North Carolina’s Seth and Scott Avett have been at or very near the top rung of Americana music for two decades. They are genre-defying multi-instrumentalists who raised the bar for acoustic music with chill-inducing harmony vocals, country-flavored rock ‘n’ roll and every variation of the above, known and unknown. Great singers, great songwriters.

By the siblings’ side since the earliest days has been Bob Crawford, from New Jersey, who plays upright and electric bass, and violin, and sings. Then there’s cellist Joe Kwon, born in South Korea and brought up not far from the brothers Avett in the Carolinas.

This band, collectively known as the Avett Brothers, co-headlines Sunday at the Innings Festival on the Raymond James Stadium grounds in Tampa.

There are other musicians in the touring ensemble, but these four – Scott, Seth, Bob and Joe – are the core. They are the Avett Brothers.
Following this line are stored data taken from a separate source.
//! Monitoring system
//!
//! Append-only metrics, threshold alerts with edge-triggered firing and
//! resolution, traces made of spans, latest-wins health checks, a derived
//! dashboard and retention cleanup.

pub mod alerts;
pub mod config;
pub mod dashboard;
pub mod error;
pub mod export;
pub mod guard;
pub mod health;
pub mod metrics;
pub mod system;
pub mod traces;

pub use alerts::{
    Alert, AlertAction, AlertCondition, AlertEvent, AlertSeverity, AlertStatus, AlertStore,
    AlertUpdate, ComparisonOperator, InMemoryAlertStore,
};
pub use config::MonitoringConfig;
pub use dashboard::{AlertOverview, DashboardData, HealthOverview, MetricTrend, TraceOverview};
pub use error::{MonitoringError, MonitoringResult};
pub use export::ExportFormat;
pub use guard::{SpanGuard, TraceGuard};
pub use health::{HealthCheck, HealthStatus};
pub use metrics::{labels, Metric, MetricQuery, MetricSummary, MetricType, MonitoringContext};
pub use system::{CleanupReport, MonitoringSystem};
pub use traces::{
    InMemoryTraceStore, LogLevel, Span, SpanLog, Trace, TraceFilter, TraceStatus, TraceStore,
};
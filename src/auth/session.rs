//! Session management for authentication

use chrono::Utc;
use serde::{Deserialize, Serialize};

use super::types::AuthUser;

/// An authenticated session
#[derive(Debug, Clone, PartialEq, Serialize, Deserialize)]
pub struct Session {
    /// The id token sent with every database request
    pub id_token: String,

    /// The refresh token
    pub refresh_token: String,

    /// The signed-in user
    pub user: AuthUser,

    /// Unix timestamp (seconds) at which `id_token` stops being accepted
    pub expires_at: i64,
}

impl Session {
    /// Create a new session that expires `expires_in` seconds from now
    pub fn new(id_token: String, refresh_token: String, user: AuthUser, expires_in: i64) -> Self {
        Self {
            id_token,
            refresh_token,
            user,
            expires_at: Utc::now().timestamp().saturating_add(expires_in),
        }
    }

    /// Check if the session has expired
    pub fn is_expired(&self) -> bool {
        Utc::now().timestamp() >= self.expires_at
    }

    /// The owner identifier records are partitioned by
    pub fn uid(&self) -> &str {
        &self.user.uid
    }
}
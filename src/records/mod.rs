//! Owner-partitioned record collections
//!
//! Every record lives at `{collection}/{uid}/{id}` and is only ever read or
//! written inside the signed-in user's partition. Writes report failure to
//! the caller; reads degrade to "nothing found" and log the cause.

mod locations;
mod products;

use chrono::{DateTime, Utc};
use serde::{de::DeserializeOwned, Serialize};
use std::fmt;
use std::marker::PhantomData;
use std::sync::Arc;

use crate::auth::{AuthUser, Session, SessionSource};
use crate::database::{Database, Reference};
use crate::error::{Error, Result};

/// A record type stored in its own collection
pub trait Record: Serialize + DeserializeOwned + Clone + Send + Sync + 'static {
    /// Top-level collection name
    const COLLECTION: &'static str;

    fn id(&self) -> Option<&str>;

    fn set_id(&mut self, id: String);

    /// Owner and timestamp fields written once at creation
    fn stamp_owner(&mut self, user: &AuthUser, now: DateTime<Utc>);

    /// Owner fields re-asserted on every replace
    fn claim_owner(&mut self, user: &AuthUser);

    /// Put records in listing order; equal records keep their key order
    fn sort_for_listing(records: &mut [Self]);
}

/// CRUD over one collection for whoever is signed in
pub struct Collection<T> {
    db: Arc<dyn Database>,
    sessions: Arc<dyn SessionSource>,
    _record: PhantomData<fn() -> T>,
}

impl<T> Clone for Collection<T> {
    fn clone(&self) -> Self {
        Self {
            db: self.db.clone(),
            sessions: self.sessions.clone(),
            _record: PhantomData,
        }
    }
}

impl<T: Record> fmt::Debug for Collection<T> {
    fn fmt(&self, f: &mut fmt::Formatter<'_>) -> fmt::Result {
        f.debug_struct("Collection")
            .field("collection", &T::COLLECTION)
            .finish_non_exhaustive()
    }
}

impl<T: Record> Collection<T> {
    pub fn new(db: Arc<dyn Database>, sessions: Arc<dyn SessionSource>) -> Self {
        Self {
            db,
            sessions,
            _record: PhantomData,
        }
    }

    /// Another collection over the same database and sessions
    pub fn sibling<U: Record>(&self) -> Collection<U> {
        Collection::new(self.db.clone(), self.sessions.clone())
    }

    fn partition(uid: &str) -> Reference {
        Reference::root().child(T::COLLECTION).child(uid)
    }

    async fn session(&self) -> Option<Session> {
        self.sessions.current_session().await
    }

    /// Stamp owner and timestamps, store under a new key and return the key.
    pub async fn create(&self, record: &T) -> Result<String> {
        let session = self.session().await.ok_or(Error::Unauthenticated)?;

        let mut record = record.clone();
        record.stamp_owner(&session.user, Utc::now());
        let body = serde_json::to_value(&record)?;

        let id = self
            .db
            .push(&Self::partition(session.uid()), body, &session.id_token)
            .await
            .map_err(|e| match e {
                Error::RemoteWrite(_) => e,
                other => Error::remote_write(other),
            })?;
        log::debug!("created {}/{}", T::COLLECTION, id);
        Ok(id)
    }

    /// All of the owner's records in listing order.
    ///
    /// Signed out reads as empty. Read failures also read as empty and are
    /// logged; use [`Collection::try_list_all`] to see them.
    pub async fn list_all(&self) -> Vec<T> {
        match self.try_list_all().await {
            Ok(records) => records,
            Err(e) => {
                log::error!("could not load {}: {}", T::COLLECTION, e);
                Vec::new()
            }
        }
    }

    /// Like [`Collection::list_all`] but read failures are returned.
    ///
    /// Records that fail to decode are skipped.
    pub async fn try_list_all(&self) -> Result<Vec<T>> {
        let session = match self.session().await {
            Some(session) => session,
            None => return Ok(Vec::new()),
        };

        let children = self
            .db
            .children(&Self::partition(session.uid()), &session.id_token)
            .await?;

        let mut records: Vec<T> = children
            .into_iter()
            .filter_map(|(key, value)| match serde_json::from_value::<T>(value) {
                Ok(mut record) => {
                    record.set_id(key);
                    Some(record)
                }
                Err(e) => {
                    log::warn!("skipping unreadable {}/{}: {}", T::COLLECTION, key, e);
                    None
                }
            })
            .collect();
        T::sort_for_listing(&mut records);
        Ok(records)
    }

    /// One record, [`Error::NotFound`] on a miss
    pub async fn try_get_by_id(&self, id: &str) -> Result<T> {
        if !is_record_key(id) {
            return Err(Error::not_found(format!("{}/{}", T::COLLECTION, id)));
        }
        let session = self.session().await.ok_or(Error::Unauthenticated)?;
        let at = Self::partition(session.uid()).child(id);

        let value = self
            .db
            .get(&at, &session.id_token)
            .await?
            .ok_or_else(|| Error::not_found(format!("{}/{}", T::COLLECTION, id)))?;

        let mut record: T = serde_json::from_value(value)?;
        record.set_id(id.to_string());
        Ok(record)
    }

    /// One record; absent when missing, unreadable or signed out
    pub async fn get_by_id(&self, id: &str) -> Option<T> {
        match self.try_get_by_id(id).await {
            Ok(record) => Some(record),
            Err(Error::NotFound(_)) | Err(Error::Unauthenticated) => None,
            Err(e) => {
                log::error!("could not load {}/{}: {}", T::COLLECTION, id, e);
                None
            }
        }
    }

    /// Replace the stored record with `record`, `false` on any failure
    pub async fn update(&self, record: &T) -> bool {
        let id = match record.id() {
            Some(id) if is_record_key(id) => id.to_string(),
            _ => {
                log::warn!("refusing to update {} without a valid id", T::COLLECTION);
                return false;
            }
        };
        let session = match self.session().await {
            Some(session) => session,
            None => return false,
        };

        let mut record = record.clone();
        record.claim_owner(&session.user);
        let body = match serde_json::to_value(&record) {
            Ok(body) => body,
            Err(e) => {
                log::error!("could not encode {}/{}: {}", T::COLLECTION, id, e);
                return false;
            }
        };

        let at = Self::partition(session.uid()).child(&id);
        match self.db.put(&at, body, &session.id_token).await {
            Ok(()) => {
                log::debug!("updated {}/{}", T::COLLECTION, id);
                true
            }
            Err(e) => {
                log::error!("could not update {}/{}: {}", T::COLLECTION, id, e);
                false
            }
        }
    }

    /// Remove a record, `false` on any failure
    pub async fn delete(&self, id: &str) -> bool {
        if !is_record_key(id) {
            log::warn!("refusing to delete {} with id {:?}", T::COLLECTION, id);
            return false;
        }
        let session = match self.session().await {
            Some(session) => session,
            None => return false,
        };

        let at = Self::partition(session.uid()).child(id);
        match self.db.delete(&at, &session.id_token).await {
            Ok(()) => {
                log::debug!("deleted {}/{}", T::COLLECTION, id);
                true
            }
            Err(e) => {
                log::error!("could not delete {}/{}: {}", T::COLLECTION, id, e);
                false
            }
        }
    }
}

/// A single database key: non-empty and free of path and reserved characters.
///
/// Anything else would address the partition itself or a field inside a
/// record.
pub fn is_record_key(id: &str) -> bool {
    !id.is_empty() && !id.contains(|c: char| matches!(c, '/' | '.' | '#' | '$' | '[' | ']'))
}

/// Case-insensitive substring match; an empty needle matches everything
pub(crate) fn contains_ignore_case(haystack: &str, needle: &str) -> bool {
    haystack.to_lowercase().contains(&needle.to_lowercase())
}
We raised Bob Crawford on the phone this week to talk about the music, and the band – along with his passion for history, and his now 13-year-old daughter, who was diagnosed with brain cancer in 2011.

 

St. Pete Catalyst: I have to start by asking you – how’s Hallie?

Bob Crawford: Thank you for asking! I’m actually on my way to pick her up from school. She is doing well. Her cancer came back in September of 2020; she had a seven-year remission. We were all kind of shocked by that, that it came back, but it was 2020 and that’s what 2020 was all about, seems like. She had a tough year, recovering from surgery … she didn’t eat for a long time. Anyway, she’s doing much better now. We were at St. Jude a couple weeks ago, and she had a good checkup. Every three months we go back.

 

Tell me about your history podcast, The Road to Now, and your fascination with history.
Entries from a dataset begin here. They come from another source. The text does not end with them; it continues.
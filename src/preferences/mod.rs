//! Local user settings, last-known fix and usage counters

mod store;

use chrono::{DateTime, TimeZone, Utc};
use std::fmt;
use std::sync::Arc;

use crate::auth::SESSION_KEY;
use crate::models::Coordinates;

pub use store::*;

/// Setting keys
pub mod keys {
    pub const DARK_MODE: &str = "dark_mode";
    pub const AUTO_SCAN: &str = "auto_scan";
    pub const VIBRATE_ON_SCAN: &str = "vibrate_on_scan";
    pub const SOUND_ON_SCAN: &str = "sound_on_scan";
    pub const CAMERA_FLASH: &str = "camera_flash";
    pub const DEFAULT_QUANTITY: &str = "default_quantity";
    pub const LAST_LATITUDE: &str = "last_latitude";
    pub const LAST_LONGITUDE: &str = "last_longitude";
    pub const USER_EMAIL: &str = "user_email";
    pub const USER_NAME: &str = "user_name";
    pub const FIRST_LAUNCH: &str = "first_launch";
    pub const SCAN_COUNT: &str = "scan_count";
    pub const LAST_SYNC_DATE: &str = "last_sync_date";
}

/// Typed accessors with defaults over an injected [`SettingsStore`].
///
/// Write failures are logged and otherwise ignored, the same way the
/// platform preference APIs behave.
#[derive(Clone)]
pub struct Preferences {
    store: Arc<dyn SettingsStore>,
}

impl fmt::Debug for Preferences {
    fn fmt(&self, f: &mut fmt::Formatter<'_>) -> fmt::Result {
        f.debug_struct("Preferences").finish_non_exhaustive()
    }
}

impl Preferences {
    pub fn new(store: Arc<dyn SettingsStore>) -> Self {
        Self { store }
    }

    /// Preferences that vanish with the process
    pub fn in_memory() -> Self {
        Self::new(Arc::new(MemorySettings::new()))
    }

    pub fn store(&self) -> Arc<dyn SettingsStore> {
        self.store.clone()
    }

    fn bool_or(&self, key: &str, default: bool) -> bool {
        self.store
            .get(key)
            .and_then(|value| value.as_bool())
            .unwrap_or(default)
    }

    fn int_or(&self, key: &str, default: i64) -> i64 {
        self.store
            .get(key)
            .and_then(|value| value.as_int())
            .unwrap_or(default)
    }

    fn double_or(&self, key: &str, default: f64) -> f64 {
        self.store
            .get(key)
            .and_then(|value| value.as_double())
            .unwrap_or(default)
    }

    fn text_or_empty(&self, key: &str) -> String {
        self.store
            .get(key)
            .and_then(|value| value.as_text().map(str::to_string))
            .unwrap_or_default()
    }

    fn put(&self, key: &str, value: SettingValue) {
        if let Err(e) = self.store.set(key, value) {
            log::warn!("could not save setting {}: {}", key, e);
        }
    }

    pub fn is_dark_mode(&self) -> bool {
        self.bool_or(keys::DARK_MODE, false)
    }

    pub fn set_dark_mode(&self, value: bool) {
        self.put(keys::DARK_MODE, SettingValue::Bool(value));
    }

    pub fn auto_scan_enabled(&self) -> bool {
        self.bool_or(keys::AUTO_SCAN, true)
    }

    pub fn set_auto_scan_enabled(&self, value: bool) {
        self.put(keys::AUTO_SCAN, SettingValue::Bool(value));
    }

    pub fn vibrate_on_scan(&self) -> bool {
        self.bool_or(keys::VIBRATE_ON_SCAN, true)
    }

    pub fn set_vibrate_on_scan(&self, value: bool) {
        self.put(keys::VIBRATE_ON_SCAN, SettingValue::Bool(value));
    }

    pub fn sound_on_scan(&self) -> bool {
        self.bool_or(keys::SOUND_ON_SCAN, true)
    }

    pub fn set_sound_on_scan(&self, value: bool) {
        self.put(keys::SOUND_ON_SCAN, SettingValue::Bool(value));
    }

    pub fn camera_flash_enabled(&self) -> bool {
        self.bool_or(keys::CAMERA_FLASH, false)
    }

    pub fn set_camera_flash_enabled(&self, value: bool) {
        self.put(keys::CAMERA_FLASH, SettingValue::Bool(value));
    }

    /// Quantity pre-filled into new products, never below 1
    pub fn default_quantity(&self) -> u32 {
        u32::try_from(self.int_or(keys::DEFAULT_QUANTITY, 1))
            .unwrap_or(1)
            .max(1)
    }

    pub fn set_default_quantity(&self, value: u32) {
        self.put(keys::DEFAULT_QUANTITY, SettingValue::Int(i64::from(value)));
    }

    pub fn last_latitude(&self) -> f64 {
        self.double_or(keys::LAST_LATITUDE, 0.0)
    }

    pub fn last_longitude(&self) -> f64 {
        self.double_or(keys::LAST_LONGITUDE, 0.0)
    }

    pub fn save_last_location(&self, coordinates: Coordinates) {
        self.put(keys::LAST_LATITUDE, SettingValue::Double(coordinates.latitude));
        self.put(keys::LAST_LONGITUDE, SettingValue::Double(coordinates.longitude));
    }

    /// True when either stored coordinate is non-zero
    pub fn has_saved_location(&self) -> bool {
        self.last_latitude() != 0.0 || self.last_longitude() != 0.0
    }

    pub fn last_location(&self) -> Option<Coordinates> {
        Coordinates::from_stored(self.last_latitude(), self.last_longitude())
    }

    pub fn user_email(&self) -> String {
        self.text_or_empty(keys::USER_EMAIL)
    }

    pub fn user_name(&self) -> String {
        self.text_or_empty(keys::USER_NAME)
    }

    pub fn save_user_info(&self, email: &str, name: &str) {
        self.put(keys::USER_EMAIL, SettingValue::Text(email.to_string()));
        self.put(keys::USER_NAME, SettingValue::Text(name.to_string()));
    }

    pub fn clear_user_info(&self) {
        self.save_user_info("", "");
    }

    pub fn is_first_launch(&self) -> bool {
        self.bool_or(keys::FIRST_LAUNCH, true)
    }

    pub fn set_first_launch(&self, value: bool) {
        self.put(keys::FIRST_LAUNCH, SettingValue::Bool(value));
    }

    pub fn scan_count(&self) -> u64 {
        u64::try_from(self.int_or(keys::SCAN_COUNT, 0)).unwrap_or(0)
    }

    pub fn set_scan_count(&self, value: u64) {
        let value = i64::try_from(value).unwrap_or(i64::MAX);
        self.put(keys::SCAN_COUNT, SettingValue::Int(value));
    }

    /// Bump the scan counter, returning the new value
    pub fn increment_scan_count(&self) -> u64 {
        let count = self.scan_count().saturating_add(1);
        self.set_scan_count(count);
        count
    }

    /// `None` until the first sync; stored as Unix milliseconds, 0 meaning never
    pub fn last_sync_date(&self) -> Option<DateTime<Utc>> {
        match self.int_or(keys::LAST_SYNC_DATE, 0) {
            0 => None,
            millis => Utc.timestamp_millis_opt(millis).single(),
        }
    }

    pub fn set_last_sync_date(&self, value: DateTime<Utc>) {
        self.put(keys::LAST_SYNC_DATE, SettingValue::Int(value.timestamp_millis()));
    }

    pub fn touch_last_sync(&self) {
        self.set_last_sync_date(Utc::now());
    }

    pub fn remove(&self, key: &str) {
        if let Err(e) = self.store.remove(key) {
            log::warn!("could not remove setting {}: {}", key, e);
        }
    }

    pub fn contains_key(&self, key: &str) -> bool {
        self.store.contains_key(key)
    }

    /// Reset every setting to its default.
    ///
    /// A persisted sign-in sharing the store is kept; signing out is the
    /// session gate's job.
    pub fn clear_all(&self) {
        let session = self.store.get(SESSION_KEY);
        if let Err(e) = self.store.clear() {
            log::warn!("could not clear settings: {}", e);
        }
        if let Some(session) = session {
            if let Err(e) = self.store.set(SESSION_KEY, session) {
                log::warn!("could not keep the session while clearing settings: {}", e);
            }
        }
    }

    /// Restore the appearance settings only
    pub fn reset_appearance(&self) {
        self.set_dark_mode(false);
    }

    pub fn summary(&self) -> SettingsSummary {
        SettingsSummary {
            dark_mode: self.is_dark_mode(),
            scan_count: self.scan_count(),
            last_sync: self.last_sync_date(),
            last_location: self.last_location(),
            user_email: self.user_email(),
            user_name: self.user_name(),
        }
    }
}

/// What the settings page shows
#[derive(Debug, Clone, PartialEq)]
pub struct SettingsSummary {
    pub dark_mode: bool,
    pub scan_count: u64,
    pub last_sync: Option<DateTime<Utc>>,
    pub last_location: Option<Coordinates>,
    pub user_email: String,
    pub user_name: String,
}

#[cfg(test)]
mod tests {
    use super::*;

    #[test]
    fn defaults() {
        let prefs = Preferences::in_memory();
        assert!(!prefs.is_dark_mode());
        assert!(prefs.auto_scan_enabled());
        assert!(prefs.vibrate_on_scan());
        assert!(prefs.sound_on_scan());
        assert!(!prefs.camera_flash_enabled());
        assert_eq!(prefs.default_quantity(), 1);
        assert_eq!(prefs.scan_count(), 0);
        assert!(prefs.is_first_launch());
        assert!(prefs.last_sync_date().is_none());
        assert!(!prefs.has_saved_location());
        assert_eq!(prefs.user_email(), "");
    }

    #[test]
    fn saved_location_is_set_when_either_coordinate_is_non_zero() {
        let prefs = Preferences::in_memory();
        prefs.save_last_location(Coordinates::new(0.0, -0.5));
        assert!(prefs.has_saved_location());
        assert_eq!(prefs.last_location(), Some(Coordinates::new(0.0, -0.5)));

        prefs.save_last_location(Coordinates::new(0.0, 0.0));
        assert!(!prefs.has_saved_location());
        assert!(prefs.last_location().is_none());
    }

    #[test]
    fn scan_counter_increments() {
        let prefs = Preferences::in_memory();
        assert_eq!(prefs.increment_scan_count(), 1);
        assert_eq!(prefs.increment_scan_count(), 2);
        assert_eq!(prefs.scan_count(), 2);
    }

    #[test]
    fn last_sync_round_trips_at_millisecond_precision() {
        let prefs = Preferences::in_memory();
        let when = Utc.timestamp_millis_opt(1_700_000_000_123).single().unwrap();
        prefs.set_last_sync_date(when);
        assert_eq!(prefs.last_sync_date(), Some(when));
    }

    #[test]
    fn clear_all_restores_defaults() {
        let prefs = Preferences::in_memory();
        prefs.set_dark_mode(true);
        prefs.set_default_quantity(5);
        prefs.save_user_info("ana@example.com", "ana");
        prefs.clear_all();

        assert!(!prefs.is_dark_mode());
        assert_eq!(prefs.default_quantity(), 1);
        assert!(!prefs.contains_key(keys::USER_EMAIL));
    }

    #[test]
    fn clear_all_keeps_persisted_session() {
        let prefs = Preferences::in_memory();
        prefs
            .store()
            .set(SESSION_KEY, SettingValue::Text("{}".to_string()))
            .unwrap();
        prefs.set_scan_count(4);
        prefs.clear_all();

        assert_eq!(prefs.scan_count(), 0);
        assert!(prefs.contains_key(SESSION_KEY));
    }

    #[test]
    fn clear_user_info_keeps_other_settings() {
        let prefs = Preferences::in_memory();
        prefs.set_dark_mode(true);
        prefs.save_user_info("ana@example.com", "ana");
        prefs.clear_user_info();

        assert_eq!(prefs.user_email(), "");
        assert_eq!(prefs.summary().user_name, "");
        assert!(prefs.is_dark_mode());
    }

    #[test]
    fn zero_default_quantity_reads_as_one() {
        let prefs = Preferences::in_memory();
        prefs.set_default_quantity(0);
        assert_eq!(prefs.default_quantity(), 1);
    }
}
We’ve been doing it since 2016, and we’re on Sirius XM now, on the weekends. And I have a podcast series coming out April 13 with IHeart and Curiosity Stream. It’s a series about John Quincy Adams.

Where did the history thing come from? I’ve always had it inside of me, from a very early age. My mother would take me to these local historic sites. And I had a history teacher in seventh grade who would say “Does anyone besides Bob know the answer to —?”

That wasn’t who I was academically. I was a solid C student. But I was very focused on history. When we started the band, I was really getting into it, reading a lot of history books on the road.

 

Does being in this band open doors? By saying “I’m in the Avett Brothers,” do you get better tables at restaurants?

The Avett Brothers, we’re the kind of operation that … I feel like we’re still under the radar? Twenty-one years we’re under the radar! People that know me, know me, right? I’m Bob. But that’s the exception, that’s not the norm. And I’m the bass player, and I look like Average Guy. I’m not as distinctive as Joe Kwon. Scott and Seth are more high-profile. But it’s just enough for me. It allows me to do the history stuff.

Sadly, my wife and I don’t go out to eat, we’re just swamped at home, but there are times where it helps, I guess, in some ways.

 

Like they give you good deals in the record store?

I can’t remember the last time I’ve been to a record store! I’ll tell you where it helps – it opens doors, right? It probably helped with Sirius XM. I did a documentary series called Concerts of Change last year, which was about the history of benefit concerts. We interviewed Bono and Bob Geldof and Steve Van Zandt. And it helped me get them on the show.

I finished my Masters in History in 2020; when Hallie was going through radiation I was writing my final thesis. So I feel like I got the goods, I’ve earned the goods to back it up. I’m not just a novelty, but I think to some people I am. Some people will say “He’s a rock musician … who also likes history.”

Hopefully people listen to what I’m doing and say “Wow, there’s real substance here.” Look, people don’t have the time to read history books, or maybe they don’t have the interest. Or they don’t understand, “an obscure president from the early 19th century, how do I feel his impact today?” And hopefully because I am the bass player from the Avett Brothers, they may take a minute and listen to something I’m producing and they might be like, “Wow, I had no idea.”

 

Longevity. After 21 years, aside from the fact that there are more people on the stage now, what’s changed for you?

Hey, we get to play with Willie Nelson – we’re gonna do the Outlaw Festival with him and some other great bands this summer. And we’ve done this for like seven years. And when you sit on the side of the stage, and you’re watching Willie play, at 90 years old, with guys he’s been playing with for half a century … it’s what you want, right? You just want longevity.

And I think with longevity, the rapport that you have with one another being onstage for 20 years, hopefully that brings a maturity to the performance – an assuredness and a calmness to what you’re doing onstage.

And I don’t mean calm meaning like “don’t rock out,” I mean calm like “we got nothing to prove.” Like, we got nothing to prove. The brass ring is us being up there. Twenty years IS the achievement. That’s the brass ring. We have to enjoy this because 20 years, 30 years, 40 years, 50 years, there’s an end to it at some point.

 

But is there still more?

I think there’s a chance. Maybe. There’s always that chance. But there was a time, when we were running through a lot of hoops, and we weren’t saying “no” to anything. Ever. And now we say “no” a good bit – because you got people who have kids playing soccer through the fall, and you’ve got kids who have special needs. This is the Season of Life, and it’s fleeting with kids, right?

 

When you play these big outdoor festivals, any level of intimacy, to me, is impossible. How do you connect with people on that enormous, Live Aid kind of scale?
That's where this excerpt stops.